Collected data entries
- - - - - - -

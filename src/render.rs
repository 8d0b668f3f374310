//! Plain-text rendering of combinations.

use crate::enumerate::{Assignment, LeafVisitor};
use crate::symbols::SymbolTable;
use std::io::{self, Write};

/// Writes one combination: for each output row, its label followed by
/// the chosen symbol of every dimension, separated by single spaces.
///
/// ```text
/// Bob King AR
/// Chuck Hall AL
/// ```
pub fn write_combination<W: Write>(
    out: &mut W,
    symbols: &SymbolTable,
    assignment: &Assignment,
) -> io::Result<()> {
    for k in 0..assignment.rows() {
        out.write_all(symbols.label(k).as_bytes())?;
        for (dim, &index) in assignment.row(k).iter().enumerate() {
            out.write_all(b" ")?;
            out.write_all(symbols.symbol(dim, index).as_bytes())?;
        }
        out.write_all(b"\n")?;
    }
    Ok(())
}

/// A [`LeafVisitor`] printing every combination to `W`.
///
/// No separator is written between combinations.
pub struct TablePrinter<'a, W> {
    symbols: &'a SymbolTable,
    out: W,
}

impl<'a, W: Write> TablePrinter<'a, W> {
    pub fn new(symbols: &'a SymbolTable, out: W) -> Self {
        Self { symbols, out }
    }

    /// Flushes and returns the writer.
    pub fn finish(mut self) -> io::Result<W> {
        self.out.flush()?;
        Ok(self.out)
    }
}

impl<W: Write> LeafVisitor for TablePrinter<'_, W> {
    fn visit(&mut self, assignment: &Assignment) -> io::Result<()> {
        write_combination(&mut self.out, self.symbols, assignment)
    }
}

- - - - - - -

• **About this task**:
Counting only lines of the data above that hold "combinations", report the total and nothing else.

• **Solution to the exercise**:
2